Pain. 2016 Jun;157(6):1346-1362. doi: 10.1097/j.pain.0000000000000527.
We reported earlier that TNF-α, a proinflammatory cytokine implicated in many inflammatory disorders causing orofacial pain, increases the activity of Cdk5, a key kinase involved in brain development and function and recently found to be involved in pain signaling. To investigate a potential mechanism underlying inflammatory pain in trigeminal ganglia (TGs), we engineered a transgenic mouse model (TNF) that can conditionally overexpresses TNF-α upon genomic recombination by Cre recombinase. TNF mice were bred with Nav1.8-Cre mouse line that expresses the Cre recombinase in sensory neurons to obtain TNF-α:Nav1.8-Cre (TNF-α cTg) mice. Although TNF-α cTg mice appeared normal without any gross phenotype, they displayed a significant increase in TNF-α levels after activation of NFκB signaling in the TG. IL-6 and MCP-1 levels were also increased along with intense immunostaining for Iba1 and GFAP in TG, indicating the presence of infiltrating macrophages and the activation of satellite glial cells. TNF-α cTg mice displayed increased trigeminal Cdk5 activity, and this increase was associated with elevated levels of phospho-T407-TRPV1 and capsaicin-evocated Ca influx in cultured trigeminal neurons. Remarkably, this effect was prevented by roscovitine, an inhibitor of Cdk5, which suggests that TNF-α overexpression induced sensitization of the TRPV1 channel. Furthermore, TNF-α cTg mice displayed more aversive behavior to noxious thermal stimulation (45°C) of the face in an operant pain assessment device as compared with control mice. In summary, TNF-α overexpression in the sensory neurons of TNF-α cTg mice results in inflammatory sensitization and increased Cdk5 activity; therefore, this mouse model would be valuable for investigating the mechanism of TNF-α involved in orofacial pain.
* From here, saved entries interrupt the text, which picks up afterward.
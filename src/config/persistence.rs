//! File persistence and serialization configuration

/// Directory path for storing fetched draw data
pub const DRAW_CACHE_DIR: &str = "draw_data";

/// Base filename for draw cache files (without extension)
pub const DRAW_CACHE_FILENAME_WITHOUT_EXT: &str = "win4_draws";

/// Current version of the draw cache serialization format
pub const DRAW_CACHE_VERSION: f64 = 1.0;

/// Maximum age of a cached draw file before it must be re-fetched (seconds).
/// The dataset updates twice a day, so 6 hours keeps the view at most one
/// drawing behind.
pub const DRAW_CACHE_ACCEPTABLE_AGE_SECS: i64 = 21_600;

/// Default path for the persisted watchlist file
pub const WATCHLIST_PATH: &str = ".win4_watchlist.json";

/// Generate dataset-specific cache filename
/// Example: "win4_draws_hsys-3def_v1.bin"
pub fn draw_cache_filename(dataset_id: &str) -> String {
    format!(
        "{}_{}_v{}.bin",
        DRAW_CACHE_FILENAME_WITHOUT_EXT, dataset_id, DRAW_CACHE_VERSION
    )
}
use std::fmt;

use anyhow::{Result, bail};
use serde::{Deserialize, Serialize};
use strum_macros::{Display, EnumIter};

use crate::config::PAYOUTS;

/// A Win 4 combination: four digits, each 0-9, order significant.
///
/// Stored as raw digits rather than a string so ordering, hashing and box
/// (multiset) comparisons stay allocation-free. Serialized as the familiar
/// zero-padded 4-character string (e.g. "0042").
#[derive(Clone, Copy, PartialEq, Eq, PartialOrd, Ord, Hash, Serialize, Deserialize)]
#[serde(try_from = "String", into = "String")]
pub struct Combo {
    digits: [u8; 4],
}

impl Combo {
    /// Strict constructor for already-normalized input: exactly four ASCII
    /// digits after trimming. Watchlist files and cached draws go through
    /// here, so anything shorter is a data error rather than padding fodder.
    pub fn parse(input: &str) -> Result<Self> {
        let trimmed = input.trim();
        if trimmed.len() != 4 || !trimmed.bytes().all(|b| b.is_ascii_digit()) {
            bail!("combo {:?} must be exactly 4 digits", input);
        }
        Self::from_raw(trimmed)
    }

    /// Lenient constructor for raw API values: 1-4 ASCII digits are
    /// left-padded with zeros ("5" becomes "0005"). The source sometimes
    /// serves float-shaped values like "123.0", so a trailing ".0" fraction
    /// is stripped first. Anything else (non-digits, more than four digits)
    /// is rejected so the caller can drop the row instead of fabricating one.
    pub fn from_raw(input: &str) -> Result<Self> {
        let mut value = input.trim();
        if let Some((integer_part, fraction)) = value.split_once('.') {
            if !fraction.is_empty() && fraction.bytes().any(|b| b != b'0') {
                bail!("combo {:?} has a non-zero fractional part", input);
            }
            value = integer_part;
        }

        if value.is_empty() || value.len() > 4 {
            bail!("combo {:?} must have 1 to 4 digits", input);
        }
        if !value.bytes().all(|b| b.is_ascii_digit()) {
            bail!("combo {:?} contains non-digit characters", input);
        }

        let mut digits = [0u8; 4];
        let pad = 4 - value.len();
        for (i, b) in value.bytes().enumerate() {
            digits[pad + i] = b - b'0';
        }
        Ok(Combo { digits })
    }

    /// Build a combo directly from digit values. Values above 9 are clamped
    /// by taking the last decimal digit; callers constructing from counting
    /// loops always pass 0-9.
    pub fn from_digits(digits: [u8; 4]) -> Self {
        Combo {
            digits: digits.map(|d| d % 10),
        }
    }

    pub fn digits(&self) -> [u8; 4] {
        self.digits
    }

    /// Numeric value 0..=9999
    pub fn value(&self) -> u16 {
        self.digits
            .iter()
            .fold(0u16, |acc, &d| acc * 10 + u16::from(d))
    }

    /// Sum of the four digits, domain 0..=36
    pub fn digit_sum(&self) -> u8 {
        self.digits.iter().sum()
    }

    /// Digits in ascending order; equal sorted digits means a box match.
    pub fn sorted_digits(&self) -> [u8; 4] {
        let mut sorted = self.digits;
        sorted.sort_unstable();
        sorted
    }

    pub fn is_box_match(&self, other: &Combo) -> bool {
        self.sorted_digits() == other.sorted_digits()
    }

    /// d1 == d4
    pub fn mirror_ends(&self) -> bool {
        self.digits[0] == self.digits[3]
    }

    /// d2 == d3
    pub fn mirror_middle(&self) -> bool {
        self.digits[1] == self.digits[2]
    }

    /// Reads the same forwards and backwards (both mirror flags)
    pub fn is_palindrome(&self) -> bool {
        self.mirror_ends() && self.mirror_middle()
    }

    /// Classify by the multiset of digit multiplicities.
    pub fn box_type(&self) -> BoxType {
        let mut counts = [0u8; 10];
        for &d in &self.digits {
            counts[usize::from(d)] += 1;
        }
        let mut multiplicities: Vec<u8> = counts.iter().copied().filter(|&c| c > 0).collect();
        multiplicities.sort_unstable_by(|a, b| b.cmp(a));

        match multiplicities.as_slice() {
            [4] => BoxType::OneWay,
            [3, 1] => BoxType::FourWay,
            [2, 2] => BoxType::SixWay,
            [2, 1, 1] => BoxType::TwelveWay,
            _ => BoxType::TwentyFourWay,
        }
    }

    /// Box payout for a $1 bet. A quad has no separate box play, so it pays
    /// the straight amount.
    pub fn box_payout(&self) -> u32 {
        match self.box_type() {
            BoxType::TwentyFourWay => PAYOUTS.box_24,
            BoxType::TwelveWay => PAYOUTS.box_12,
            BoxType::SixWay => PAYOUTS.box_6,
            BoxType::FourWay => PAYOUTS.box_4,
            BoxType::OneWay => PAYOUTS.straight,
        }
    }
}

impl fmt::Display for Combo {
    fn fmt(&self, f: &mut fmt::Formatter<'_>) -> fmt::Result {
        write!(
            f,
            "{}{}{}{}",
            self.digits[0], self.digits[1], self.digits[2], self.digits[3]
        )
    }
}

impl fmt::Debug for Combo {
    fn fmt(&self, f: &mut fmt::Formatter<'_>) -> fmt::Result {
        write!(f, "Combo({})", self)
    }
}

impl TryFrom<String> for Combo {
    type Error = String;

    fn try_from(value: String) -> Result<Self, Self::Error> {
        Combo::parse(&value).map_err(|e| e.to_string())
    }
}

impl From<Combo> for String {
    fn from(combo: Combo) -> Self {
        combo.to_string()
    }
}

/// Box classification of a combo: how many distinct orderings its digit
/// multiset admits. Declaration order matches decreasing likelihood
/// (ABCD first), which the pattern-distribution table relies on.
#[derive(Debug, Clone, Copy, PartialEq, Eq, Hash, Display, EnumIter)]
pub enum BoxType {
    #[strum(serialize = "24-way")]
    TwentyFourWay,
    #[strum(serialize = "12-way")]
    TwelveWay,
    #[strum(serialize = "6-way")]
    SixWay,
    #[strum(serialize = "4-way")]
    FourWay,
    #[strum(serialize = "1-way")]
    OneWay,
}

impl BoxType {
    /// Number of distinct digit orderings.
    pub fn ways(&self) -> u32 {
        match self {
            BoxType::TwentyFourWay => 24,
            BoxType::TwelveWay => 12,
            BoxType::SixWay => 6,
            BoxType::FourWay => 4,
            BoxType::OneWay => 1,
        }
    }

    /// Letter-pattern label, e.g. "AABC" for one pair.
    pub fn pattern_label(&self) -> &'static str {
        match self {
            BoxType::TwentyFourWay => "ABCD",
            BoxType::TwelveWay => "AABC",
            BoxType::SixWay => "AABB",
            BoxType::FourWay => "AAAB",
            BoxType::OneWay => "AAAA",
        }
    }

    pub fn description(&self) -> &'static str {
        match self {
            BoxType::TwentyFourWay => "All Unique",
            BoxType::TwelveWay => "One Pair",
            BoxType::SixWay => "Two Pairs",
            BoxType::FourWay => "Triple",
            BoxType::OneWay => "Quad",
        }
    }
}

#[cfg(test)]
mod tests {
    use super::*;
    use strum::IntoEnumIterator;

    fn combo(s: &str) -> Combo {
        Combo::parse(s).unwrap()
    }

    #[test]
    fn test_from_raw_pads_short_values() {
        assert_eq!(Combo::from_raw("5").unwrap().to_string(), "0005");
        assert_eq!(Combo::from_raw("42").unwrap().to_string(), "0042");
        assert_eq!(Combo::from_raw("1234").unwrap().to_string(), "1234");
        // Padding preserves the numeric value
        assert_eq!(Combo::from_raw("5").unwrap().value(), 5);
        assert_eq!(Combo::from_raw("0042").unwrap().value(), 42);
    }

    #[test]
    fn test_from_raw_strips_float_tail() {
        assert_eq!(Combo::from_raw("123.0").unwrap().to_string(), "0123");
        assert!(Combo::from_raw("123.5").is_err());
    }

    #[test]
    fn test_from_raw_rejects_bad_input() {
        assert!(Combo::from_raw("").is_err());
        assert!(Combo::from_raw("12a4").is_err());
        assert!(Combo::from_raw("12345").is_err());
        assert!(Combo::from_raw("-123").is_err());
    }

    #[test]
    fn test_parse_requires_four_digits() {
        assert!(Combo::parse("5").is_err());
        assert!(Combo::parse("0005").is_ok());
    }

    #[test]
    fn test_box_type_classification() {
        assert_eq!(combo("1234").box_type(), BoxType::TwentyFourWay);
        assert_eq!(combo("1123").box_type(), BoxType::TwelveWay);
        assert_eq!(combo("1212").box_type(), BoxType::SixWay);
        assert_eq!(combo("1112").box_type(), BoxType::FourWay);
        assert_eq!(combo("1111").box_type(), BoxType::OneWay);
    }

    #[test]
    fn test_box_type_is_permutation_invariant() {
        let perms = ["1123", "1213", "2311", "3112", "1132"];
        for p in perms {
            assert_eq!(combo(p).box_type(), BoxType::TwelveWay, "perm {}", p);
        }
    }

    #[test]
    fn test_box_type_covers_every_combo() {
        // Every one of the 10,000 combos lands in exactly one category
        let mut totals = std::collections::HashMap::new();
        for v in 0..10_000u16 {
            let c = Combo::from_raw(&v.to_string()).unwrap();
            *totals.entry(c.box_type()).or_insert(0u32) += 1;
        }
        assert_eq!(totals.len(), BoxType::iter().count());
        // Counting argument: 10 quads, 90 * 4/... checked as known totals
        assert_eq!(totals[&BoxType::OneWay], 10);
        assert_eq!(totals[&BoxType::FourWay], 360);
        assert_eq!(totals[&BoxType::SixWay], 270);
        assert_eq!(totals[&BoxType::TwelveWay], 4320);
        assert_eq!(totals[&BoxType::TwentyFourWay], 5040);
    }

    #[test]
    fn test_ways_counts_distinct_orderings() {
        use itertools::Itertools;
        for s in ["1234", "1123", "1212", "1112", "1111"] {
            let c = combo(s);
            let distinct_orderings = c.digits().into_iter().permutations(4).unique().count();
            assert_eq!(c.box_type().ways() as usize, distinct_orderings, "combo {}", s);
        }
    }

    #[test]
    fn test_mirror_flags() {
        // Digits 1,2,1,2: d1 != d4 and d2 != d3
        let c = combo("1212");
        assert!(!c.mirror_ends());
        assert!(!c.mirror_middle());
        assert!(!c.is_palindrome());

        let p = combo("1221");
        assert!(p.mirror_ends());
        assert!(p.mirror_middle());
        assert!(p.is_palindrome());
    }

    #[test]
    fn test_digit_sum_and_ordering() {
        assert_eq!(combo("0000").digit_sum(), 0);
        assert_eq!(combo("9999").digit_sum(), 36);
        assert_eq!(combo("1234").digit_sum(), 10);
        assert!(combo("0005") < combo("0042"));
        assert!(combo("1000") < combo("9999"));
    }

    #[test]
    fn test_serde_round_trip() {
        let c = combo("0042");
        let json = serde_json::to_string(&c).unwrap();
        assert_eq!(json, "\"0042\"");
        let back: Combo = serde_json::from_str(&json).unwrap();
        assert_eq!(back, c);
    }

    #[test]
    fn test_box_payout_table() {
        assert_eq!(combo("1234").box_payout(), 208);
        assert_eq!(combo("1123").box_payout(), 416);
        assert_eq!(combo("1122").box_payout(), 833);
        assert_eq!(combo("1112").box_payout(), 1250);
        assert_eq!(combo("1111").box_payout(), 5000);
    }
}
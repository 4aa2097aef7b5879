// Data loading, caching, and persistence
pub mod draw_cache;
pub mod draws;
pub mod load;
pub mod watchlist;

// Re-export commonly used types
pub use draw_cache::{DrawCache, DrawCacheKey};
pub use draws::socrata_client::{FetchError, RawRecord, SocrataClient};
pub use load::load_draw_data;
pub use watchlist::{WatchlistEntry, WatchlistStore};
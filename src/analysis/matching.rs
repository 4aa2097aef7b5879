use chrono::NaiveDate;
use strum::IntoEnumIterator;

use crate::domain::{BoxType, Combo, DrawRow, Session};

/// Straight and box match statistics for one candidate combo against a
/// draw set. A straight match is also a box match by construction.
#[derive(Debug, Clone)]
pub struct MatchReport {
    pub combo: Combo,
    pub box_type: BoxType,
    /// Box payout for a $1 bet on this combo
    pub box_payout: u32,
    pub straight_hits: usize,
    pub box_hits: usize,
    pub straight_by_session: Vec<(Session, usize)>,
    pub box_by_session: Vec<(Session, usize)>,
    pub last_seen_straight: Option<NaiveDate>,
    pub last_seen_box: Option<NaiveDate>,
}

pub fn check_combo(combo: Combo, rows: &[DrawRow]) -> MatchReport {
    let target_sorted = combo.sorted_digits();

    let mut straight_by_session: Vec<(Session, usize)> =
        Session::iter().map(|s| (s, 0)).collect();
    let mut box_by_session: Vec<(Session, usize)> = Session::iter().map(|s| (s, 0)).collect();
    let mut last_seen_straight: Option<NaiveDate> = None;
    let mut last_seen_box: Option<NaiveDate> = None;

    for row in rows {
        let is_box = row.combo.sorted_digits() == target_sorted;
        if !is_box {
            continue;
        }

        let slot = Session::iter().position(|s| s == row.session).unwrap_or(0);
        box_by_session[slot].1 += 1;
        last_seen_box = Some(last_seen_box.map_or(row.date, |d| d.max(row.date)));

        if row.combo == combo {
            straight_by_session[slot].1 += 1;
            last_seen_straight = Some(last_seen_straight.map_or(row.date, |d| d.max(row.date)));
        }
    }

    MatchReport {
        combo,
        box_type: combo.box_type(),
        box_payout: combo.box_payout(),
        straight_hits: straight_by_session.iter().map(|(_, n)| n).sum(),
        box_hits: box_by_session.iter().map(|(_, n)| n).sum(),
        straight_by_session,
        box_by_session,
        last_seen_straight,
        last_seen_box,
    }
}

#[cfg(test)]
mod tests {
    use super::*;
    use itertools::Itertools;

    fn row(date: (i32, u32, u32), session: Session, combo: &str) -> DrawRow {
        DrawRow::new(
            NaiveDate::from_ymd_opt(date.0, date.1, date.2).unwrap(),
            session,
            Combo::parse(combo).unwrap(),
        )
    }

    fn fixture() -> Vec<DrawRow> {
        vec![
            row((2024, 1, 1), Session::Midday, "1234"),
            row((2024, 1, 1), Session::Evening, "4321"),
            row((2024, 1, 2), Session::Midday, "1234"),
            row((2024, 1, 2), Session::Evening, "5678"),
            row((2024, 1, 3), Session::Midday, "2143"),
        ]
    }

    #[test]
    fn test_straight_and_box_counts() {
        let report = check_combo(Combo::parse("1234").unwrap(), &fixture());
        assert_eq!(report.straight_hits, 2);
        assert_eq!(report.box_hits, 4); // 1234 x2, 4321, 2143
        assert_eq!(report.box_type, BoxType::TwentyFourWay);
        assert_eq!(report.box_payout, 208);
    }

    #[test]
    fn test_straight_match_implies_box_match() {
        for candidate in ["1234", "4321", "5678", "1111"] {
            let report = check_combo(Combo::parse(candidate).unwrap(), &fixture());
            assert!(report.straight_hits <= report.box_hits);
        }
    }

    #[test]
    fn test_session_breakdown_and_last_seen() {
        let report = check_combo(Combo::parse("1234").unwrap(), &fixture());
        assert_eq!(report.straight_by_session[0], (Session::Midday, 2));
        assert_eq!(report.straight_by_session[1], (Session::Evening, 0));
        assert_eq!(report.box_by_session[0], (Session::Midday, 3));
        assert_eq!(report.box_by_session[1], (Session::Evening, 1));
        assert_eq!(
            report.last_seen_straight,
            NaiveDate::from_ymd_opt(2024, 1, 2)
        );
        assert_eq!(report.last_seen_box, NaiveDate::from_ymd_opt(2024, 1, 3));
    }

    #[test]
    fn test_box_count_equals_permutation_straight_matches() {
        // Box matches of c must equal the summed straight matches of the
        // distinct permutations of c's digits
        let rows = fixture();
        let combo = Combo::parse("1234").unwrap();
        let report = check_combo(combo, &rows);

        let permutation_hits: usize = combo
            .digits()
            .into_iter()
            .permutations(4)
            .unique()
            .map(|perm| {
                let s: String = perm.into_iter().map(|d| d.to_string()).collect();
                check_combo(Combo::parse(&s).unwrap(), &rows).straight_hits
            })
            .sum();
        assert_eq!(report.box_hits, permutation_hits);
    }

    #[test]
    fn test_no_matches() {
        let report = check_combo(Combo::parse("0000").unwrap(), &fixture());
        assert_eq!(report.straight_hits, 0);
        assert_eq!(report.box_hits, 0);
        assert!(report.last_seen_straight.is_none());
        assert!(report.last_seen_box.is_none());
    }
}
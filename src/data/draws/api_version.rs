use anyhow::{Result, bail};
use async_trait::async_trait;
use tokio::time::Instant;

use crate::config::{DRAW_CACHE_VERSION, SOCRATA};
use crate::data::draws::CreateDrawData;
use crate::data::draws::normalize::normalize;
use crate::data::draws::socrata_client::SocrataClient;
use crate::models::DrawHistory;

pub const API_SIGNATURE: &str = "Socrata API";

pub struct ApiVersion;

#[async_trait]
impl CreateDrawData for ApiVersion {
    fn signature(&self) -> &'static str {
        API_SIGNATURE
    }

    async fn create_draw_data(&self) -> Result<DrawHistory> {
        let client = SocrataClient::from_config()?;
        let start_time = Instant::now();

        let progress = |fetched: usize, total: Option<usize>| match total {
            Some(total) => log::info!("Fetched {} of ~{} records...", fetched, total),
            None => log::info!("Fetched {} records...", fetched),
        };
        let raw_records = client.fetch_all(Some(&progress)).await?;
        if raw_records.is_empty() {
            bail!(
                "Socrata returned no records for dataset {}",
                SOCRATA.dataset.dataset_id
            );
        }

        let rows = normalize(&raw_records);
        if rows.is_empty() {
            bail!("No valid draws survived normalization");
        }

        let mut history = DrawHistory::new("NY Win 4 draw history", DRAW_CACHE_VERSION, rows);
        history.sort_chronological();

        log::info!(
            "Fetched {} records ({} draws) in {:?}",
            raw_records.len(),
            history.len(),
            start_time.elapsed()
        );
        Ok(history)
    }
}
我们之前报道过,肿瘤坏死因子-α(TNF-α)是一种涉及多种导致口面部疼痛的炎症性疾病的促炎细胞因子,它可增加细胞周期蛋白依赖性激酶5(Cdk5)的活性,Cdk5是一种参与脑发育和功能的关键激酶,最近发现其也参与疼痛信号传导。为了研究三叉神经节(TGs)炎性疼痛的潜在机制,我们构建了一种转基因小鼠模型(TNF),该模型可通过Cre重组酶进行基因组重组来条件性过表达TNF-α。将TNF小鼠与在感觉神经元中表达Cre重组酶的Nav1.8-Cre小鼠品系杂交,以获得TNF-α:Nav1.8-Cre(TNF-α cTg)小鼠。尽管TNF-α cTg小鼠外观正常,没有任何明显的表型,但在TG中激活NFκB信号后,它们的TNF-α水平显著升高。IL-6和MCP-1水平也升高,同时TG中Iba1和GFAP的免疫染色增强,表明存在浸润的巨噬细胞和卫星神经胶质细胞的激活。TNF-α cTg小鼠的三叉神经Cdk5活性增加,这种增加与培养的三叉神经神经元中磷酸化T407-TRPV1水平升高和辣椒素诱发的Ca内流有关。值得注意的是,Cdk5抑制剂roscovitine可阻止这种效应,这表明TNF-α过表达诱导了TRPV1通道的敏化。此外,与对照小鼠相比,在操作性疼痛评估装置中,TNF-α cTg小鼠对面部有害热刺激(45°C)表现出更多的厌恶行为。总之,TNF-α cTg小鼠感觉神经元中TNF-α的过表达导致炎症敏化和Cdk5活性增加;因此,该小鼠模型对于研究TNF-α参与口面部疼痛的机制具有重要价值。